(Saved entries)
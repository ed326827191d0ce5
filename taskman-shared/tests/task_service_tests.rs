//! Task use cases: label association, ownership and validation

mod common;

use common::{draft, ids, world};
use taskman_shared::filter::TaskFilter;
use taskman_shared::models::{EntityKind, TaskPatch};
use taskman_shared::repository::{Repository, TaskRepository};
use taskman_shared::services::tasks;
use taskman_shared::ServiceError;

#[tokio::test]
async fn test_create_associates_existing_labels_only() {
    let w = world().await;
    let (bug, feature) = (w.labels[0].id, w.labels[1].id);

    let task = tasks::create(&w.repos, w.creator.id, draft("Fix login", w.status.id, &[bug, feature, 99]))
        .await
        .unwrap();

    assert_eq!(task.creator_id, w.creator.id);
    assert_eq!(w.repos.tasks.label_ids(task.id).await.unwrap(), ids(&[bug, feature]));
}

#[tokio::test]
async fn test_update_replaces_label_set() {
    let w = world().await;
    let (l1, l2, l3) = (w.labels[0].id, w.labels[1].id, w.labels[2].id);
    let task = tasks::create(&w.repos, w.creator.id, draft("Fix login", w.status.id, &[l1, l2]))
        .await
        .unwrap();

    let patch = draft("Fix login", w.status.id, &[l2, l3, 99]).into_patch();
    tasks::update(&w.repos, w.creator.id, task.id, patch).await.unwrap();

    assert_eq!(w.repos.tasks.label_ids(task.id).await.unwrap(), ids(&[l2, l3]));
}

#[tokio::test]
async fn test_repeated_identical_update_is_idempotent() {
    let w = world().await;
    let (l1, l3) = (w.labels[0].id, w.labels[2].id);
    let task = tasks::create(&w.repos, w.creator.id, draft("Docs", w.status.id, &[]))
        .await
        .unwrap();

    for _ in 0..2 {
        let patch = draft("Docs", w.status.id, &[l1, l3]).into_patch();
        tasks::update(&w.repos, w.creator.id, task.id, patch).await.unwrap();
        assert_eq!(w.repos.tasks.label_ids(task.id).await.unwrap(), ids(&[l1, l3]));
    }
}

#[tokio::test]
async fn test_patch_without_labels_keeps_associations() {
    let w = world().await;
    let l1 = w.labels[0].id;
    let task = tasks::create(&w.repos, w.creator.id, draft("Docs", w.status.id, &[l1]))
        .await
        .unwrap();

    let updated = tasks::update(
        &w.repos,
        w.other.id,
        task.id,
        TaskPatch {
            name: Some("Docs v2".to_string()),
            ..Default::default()
        },
    )
    .await
    .unwrap();

    assert_eq!(updated.name, "Docs v2");
    assert_eq!(updated.creator_id, w.creator.id);
    assert_eq!(w.repos.tasks.label_ids(task.id).await.unwrap(), ids(&[l1]));
}

#[tokio::test]
async fn test_invalid_update_changes_nothing() {
    let w = world().await;
    let l1 = w.labels[0].id;
    let task = tasks::create(&w.repos, w.creator.id, draft("Docs", w.status.id, &[l1]))
        .await
        .unwrap();

    let mut patch = draft("", w.status.id, &[]).into_patch();
    patch.executor_id = Some(Some(404));
    let err = tasks::update(&w.repos, w.creator.id, task.id, patch).await.unwrap_err();

    match err {
        ServiceError::Validation(errors) => {
            assert!(errors.has_field("name"));
            assert!(errors.has_field("executor_id"));
        }
        other => panic!("unexpected error: {other:?}"),
    }
    let stored = tasks::get(&w.repos, task.id).await.unwrap();
    assert_eq!(stored.name, "Docs");
    assert_eq!(w.repos.tasks.label_ids(task.id).await.unwrap(), ids(&[l1]));
}

#[tokio::test]
async fn test_create_requires_existing_status() {
    let w = world().await;

    let err = tasks::create(&w.repos, w.creator.id, draft("Orphan", 42, &[]))
        .await
        .unwrap_err();
    match err {
        ServiceError::Validation(errors) => assert!(errors.has_field("status_id")),
        other => panic!("unexpected error: {other:?}"),
    }

    let err = tasks::create(
        &w.repos,
        w.creator.id,
        taskman_shared::services::tasks::TaskDraft {
            status_id: None,
            ..draft("No status", 0, &[])
        },
    )
    .await
    .unwrap_err();
    assert!(matches!(err, ServiceError::Validation(_)));
    assert!(w.repos.tasks.list().await.unwrap().is_empty());
}

#[tokio::test]
async fn test_delete_removes_join_rows() {
    let w = world().await;
    let (l1, l2) = (w.labels[0].id, w.labels[1].id);
    let task = tasks::create(&w.repos, w.creator.id, draft("Temp", w.status.id, &[l1, l2]))
        .await
        .unwrap();

    tasks::delete(&w.repos, w.creator.id, task.id).await.unwrap();

    assert!(w.repos.tasks.label_ids(task.id).await.unwrap().is_empty());
    assert!(matches!(
        tasks::get(&w.repos, task.id).await,
        Err(ServiceError::NotFound {
            kind: EntityKind::Task,
            ..
        })
    ));
    // The labels themselves are now free to go
    assert_eq!(
        w.repos
            .tasks
            .count_references(taskman_shared::models::TaskReference::Label(l1))
            .await
            .unwrap(),
        0
    );
}

#[tokio::test]
async fn test_non_creator_cannot_delete() {
    let w = world().await;
    let task = tasks::create(&w.repos, w.creator.id, draft("Mine", w.status.id, &[]))
        .await
        .unwrap();

    let err = tasks::delete(&w.repos, w.other.id, task.id).await.unwrap_err();
    assert!(matches!(err, ServiceError::Authorization(_)));

    let still_there = tasks::get(&w.repos, task.id).await.unwrap();
    assert_eq!(still_there.creator_id, w.creator.id);
}

#[tokio::test]
async fn test_delete_missing_task() {
    let w = world().await;
    let err = tasks::delete(&w.repos, w.creator.id, 12345).await.unwrap_err();
    assert!(matches!(err, ServiceError::NotFound { id: 12345, .. }));
}

#[tokio::test]
async fn test_listing_resolves_relations_and_filters() {
    let w = world().await;
    let l1 = w.labels[0].id;
    let mut assigned = draft("Assigned", w.status.id, &[l1]);
    assigned.executor_id = Some(w.other.id);
    let first = tasks::create(&w.repos, w.creator.id, assigned).await.unwrap();
    let second = tasks::create(&w.repos, w.other.id, draft("Other's", w.status.id, &[]))
        .await
        .unwrap();

    let all = tasks::list(&w.repos, &TaskFilter::all()).await.unwrap();
    assert_eq!(all.iter().map(|t| t.id()).collect::<Vec<_>>(), vec![first.id, second.id]);
    assert_eq!(all[0].status_name, "new");
    assert_eq!(all[0].creator.full_name, "Creator Tester");
    assert_eq!(all[0].executor.as_ref().map(|e| e.id), Some(w.other.id));
    assert_eq!(all[0].labels[0].name, "bug");

    let mine = tasks::list(&w.repos, &TaskFilter::all().created_by(w.other.id)).await.unwrap();
    assert_eq!(mine.iter().map(|t| t.id()).collect::<Vec<_>>(), vec![second.id]);

    let labelled = tasks::list(&w.repos, &TaskFilter::all().with_label(l1)).await.unwrap();
    assert_eq!(labelled.len(), 1);

    let details = tasks::get_details(&w.repos, first.id).await.unwrap();
    assert_eq!(details.label_ids(), ids(&[l1]));
}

REQUIREMENT:
Exactly reproduce every record.

TASK OUTPUT:
repository ed326827191d0ce5
filename taskman-shared/tests/task_service_tests.rs
//! Task use cases: label association, ownership and validation

mod common;

use common::{draft, ids, world};
use taskman_shared::filter::TaskFilter;
use taskman_shared::models::{EntityKind, TaskPatch};
use taskman_shared::repository::{Repository, TaskRepository};
use taskman_shared::services::tasks;
use taskman_shared::ServiceError;

#[tokio::test]
async fn test_create_associates_existing_labels_only() {
    let w = world().await;
    let (bug, feature) = (w.labels[0].id, w.labels[1].id);

    let task = tasks::create(&w.repos, w.creator.id, draft("Fix login", w.status.id, &[bug, feature, 99]))
        .await
        .unwrap();

    assert_eq!(task.creator_id, w.creator.id);
    assert_eq!(w.repos.tasks.label_ids(task.id).await.unwrap(), ids(&[bug, feature]));
}

#[tokio::test]
async fn test_update_replaces_label_set() {
    let w = world().await;
    let (l1, l2, l3) = (w.labels[0].id, w.labels[1].id, w.labels[2].id);
    let task = tasks::create(&w.repos, w.creator.id, draft("Fix login", w.status.id, &[l1, l2]))
        .await
        .unwrap();

    let patch = draft("Fix login", w.status.id, &[l2, l3, 99]).into_patch();
    tasks::update(&w.repos, w.creator.id, task.id, patch).await.unwrap();

    assert_eq!(w.repos.tasks.label_ids(task.id).await.unwrap(), ids(&[l2, l3]));
}

#[tokio::test]
async fn test_repeated_identical_update_is_idempotent() {
    let w = world().await;
    let (l1, l3) = (w.labels[0].id, w.labels[2].id);
    let task = tasks::create(&w.repos, w.creator.id, draft("Docs", w.status.id, &[]))
        .await
        .unwrap();

    for _ in 0..2 {
        let patch = draft("Docs", w.status.id, &[l1, l3]).into_patch();
        tasks::update(&w.repos, w.creator.id, task.id, patch).await.unwrap();
        assert_eq!(w.repos.tasks.label_ids(task.id).await.unwrap(), ids(&[l1, l3]));
    }
}

#[tokio::test]
async fn test_patch_without_labels_keeps_associations() {
    let w = world().await;
    let l1 = w.labels[0].id;
    let task = tasks::create(&w.repos, w.creator.id, draft("Docs", w.status.id, &[l1]))
        .await
        .unwrap();

    let updated = tasks::update(
        &w.repos,
        w.other.id,
        task.id,
        TaskPatch {
            name: Some("Docs v2".to_string()),
            ..Default::default()
        },
    )
    .await
    .unwrap();

    assert_eq!(updated.name, "Docs v2");
    assert_eq!(updated.creator_id, w.creator.id);
    assert_eq!(w.repos.tasks.label_ids(task.id).await.unwrap(), ids(&[l1]));
}

#[tokio::test]
async fn test_invalid_update_changes_nothing() {
    let w = world().await;
    let l1 = w.labels[0].id;
    let task = tasks::create(&w.repos, w.creator.id, draft("Docs", w.status.id, &[l1]))
        .await
        .unwrap();

    let mut patch = draft("", w.status.id, &[]).into_patch();
    patch.executor_id = Some(Some(404));
    let err = tasks::update(&w.repos, w.creator.id, task.id, patch).await.unwrap_err();

    match err {
        ServiceError::Validation(errors) => {
            assert!(errors.has_field("name"));
            assert!(errors.has_field("executor_id"));
        }
        other => panic!("unexpected error: {other:?}"),
    }
    let stored = tasks::get(&w.repos, task.id).await.unwrap();
    assert_eq!(stored.name, "Docs");
    assert_eq!(w.repos.tasks.label_ids(task.id).await.unwrap(), ids(&[l1]));
}

#[tokio::test]
async fn test_create_requires_existing_status() {
    let w = world().await;

    let err = tasks::create(&w.repos, w.creator.id, draft("Orphan", 42, &[]))
        .await
        .unwrap_err();
    match err {
        ServiceError::Validation(errors) => assert!(errors.has_field("status_id")),
        other => panic!("unexpected error: {other:?}"),
    }

    let err = tasks::create(
        &w.repos,
        w.creator.id,
        taskman_shared::services::tasks::TaskDraft {
            status_id: None,
            ..draft("No status", 0, &[])
        },
    )
    .await
    .unwrap_err();
    assert!(matches!(err, ServiceError::Validation(_)));
    assert!(w.repos.tasks.list().await.unwrap().is_empty());
}

#[tokio::test]
async fn test_delete_removes_join_rows() {
    let w = world().await;
    let (l1, l2) = (w.labels[0].id, w.labels[1].id);
    let task = tasks::create(&w.repos, w.creator.id, draft("Temp", w.status.id, &[l1, l2]))
        .await
        .unwrap();

    tasks::delete(&w.repos, w.creator.id, task.id).await.unwrap();

    assert!(w.repos.tasks.label_ids(task.id).await.unwrap().is_empty());
    assert!(matches!(
        tasks::get(&w.repos, task.id).await,
        Err(ServiceError::NotFound {
            kind: EntityKind::Task,
            ..
        })
    ));
    // The labels themselves are now free to go
    assert_eq!(
        w.repos
            .tasks
            .count_references(taskman_shared::models::TaskReference::Label(l1))
            .await
            .unwrap(),
        0
    );
}

#[tokio::test]
async fn test_non_creator_cannot_delete() {
    let w = world().await;
    let task = tasks::create(&w.repos, w.creator.id, draft("Mine", w.status.id, &[]))
        .await
        .unwrap();

    let err = tasks::delete(&w.repos, w.other.id, task.id).await.unwrap_err();
    assert!(matches!(err, ServiceError::Authorization(_)));

    let still_there = tasks::get(&w.repos, task.id).await.unwrap();
    assert_eq!(still_there.creator_id, w.creator.id);
}

#[tokio::test]
async fn test_delete_missing_task() {
    let w = world().await;
    let err = tasks::delete(&w.repos, w.creator.id, 12345).await.unwrap_err();
    assert!(matches!(err, ServiceError::NotFound { id: 12345, .. }));
}

#[tokio::test]
async fn test_listing_resolves_relations_and_filters() {
    let w = world().await;
    let l1 = w.labels[0].id;
    let mut assigned = draft("Assigned", w.status.id, &[l1]);
    assigned.executor_id = Some(w.other.id);
    let first = tasks::create(&w.repos, w.creator.id, assigned).await.unwrap();
    let second = tasks::create(&w.repos, w.other.id, draft("Other's", w.status.id, &[]))
        .await
        .unwrap();

    let all = tasks::list(&w.repos, &TaskFilter::all()).await.unwrap();
    assert_eq!(all.iter().map(|t| t.id()).collect::<Vec<_>>(), vec![first.id, second.id]);
    assert_eq!(all[0].status_name, "new");
    assert_eq!(all[0].creator.full_name, "Creator Tester");
    assert_eq!(all[0].executor.as_ref().map(|e| e.id), Some(w.other.id));
    assert_eq!(all[0].labels[0].name, "bug");

    let mine = tasks::list(&w.repos, &TaskFilter::all().created_by(w.other.id)).await.unwrap();
    assert_eq!(mine.iter().map(|t| t.id()).collect::<Vec<_>>(), vec![second.id]);

    let labelled = tasks::list(&w.repos, &TaskFilter::all().with_label(l1)).await.unwrap();
    assert_eq!(labelled.len(), 1);

    let details = tasks::get_details(&w.repos, first.id).await.unwrap();
    assert_eq!(details.label_ids(), ids(&[l1]));
}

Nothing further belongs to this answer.